Fin dall’inizio del saggio l’autore riconosce che la valutazione del comportamento di Pilato nel processo a Gesù, a tutt’oggi, resta un “enigma” che vive tra “memoria e storia”. La “memoria” è quella sedimentatasi nelle quattro narrazioni evangeliche a partire dalla tradizione evangelica orale, che assume il suo definitivo assetto solo nello stadio redazionale. La “storia” è quella che si origina da quella memoria e si materializza, progressivamente, nel bimillenario vissuto ecclesiale, con le sue molteplici comprensioni, restituiteci in un’ininterrotta storia delle interpretazioni (Wirkungsgeschichte).
Schiavone ritorna a quella “notte del mese di Nisan” per offrirci una documentata e articolata analisi delle fasi dell’arresto e del processo giudaico di Gesù. Qui l’autore espone tutti i fatti documentandoli da un’angolatura storica, senza entrare nelle complesse problematiche collegate alla natura teologica del giudaismo. Dopo di ciò ci offre un utile excursus su “la Giudea romana e il lavoro del quinto prefetto”, condotto con il ricorso a fonti storiche romane e giudaiche, che ci prepara a una più chiara comprensione degli eventi successivi.

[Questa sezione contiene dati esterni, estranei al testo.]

//! Core attitude classification primitives.
//!
//! This crate loads the attitude classifier ONNX model, runs inference with
//! `tract-onnx`, and provides the preprocessing, optional face cropping, and
//! score derivation stages of the prediction pipeline.

/// High-level classification pipeline.
pub mod classifier;
/// Error taxonomy shared across the pipeline stages.
pub mod error;
/// Optional face-cropping stage and the external detector contract.
pub mod face_crop;
/// Ordered output label space.
pub mod labels;
/// ONNX model loading, execution, and the model registry.
pub mod model;
/// Score-vector derivation (label selection, confidence, distribution).
pub mod postprocess;
/// Image decoding and tensor preparation.
pub mod preprocess;

pub use classifier::AttitudeClassifier;
pub use error::{ClassifyError, FailureClass};
pub use face_crop::{FaceBox, FaceCandidate, FaceDetector, crop_best_face, resolve_face_stage};
pub use labels::{DEFAULT_LABELS, LabelSpace};
pub use model::{AttitudeModel, ForwardPass, ModelRegistry, ReadinessReport};
pub use postprocess::{Prediction, apply_postprocess};
pub use preprocess::{
    DEFAULT_TARGET_SIZE, PreprocessConfig, PreprocessOutput, decode_image,
    preprocess_dynamic_image,
};

/// Returns the crate version for diagnostics.
pub fn version() -> &'static str {
    env!("CARGO_PKG_VERSION")
}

Con il capitolo intitolato Dio e Cesare si approfondisce il tema principale cui il personaggio Pilato è collegato: il processo a Gesù. L’autore ritiene che a quel tempo non si potesse parlare di un processo in senso moderno, ma di un processo extra ordinem, perché Gesù non era un cittadino romano, né un notabile. Pilato interrogò l’accusato per valutare la fondatezza di ciò che i giudei gli addebitavano. I suoi accusatori incalzarono il procuratore, facendo apparire Gesù come un sedizioso turbatore dell’ordine pubblico, messosi alla testa di un movimento politico rivoluzionario, con l’occulto disegno di restaurare la monarchia e di attentare al fondamento ideologico della res pubblica.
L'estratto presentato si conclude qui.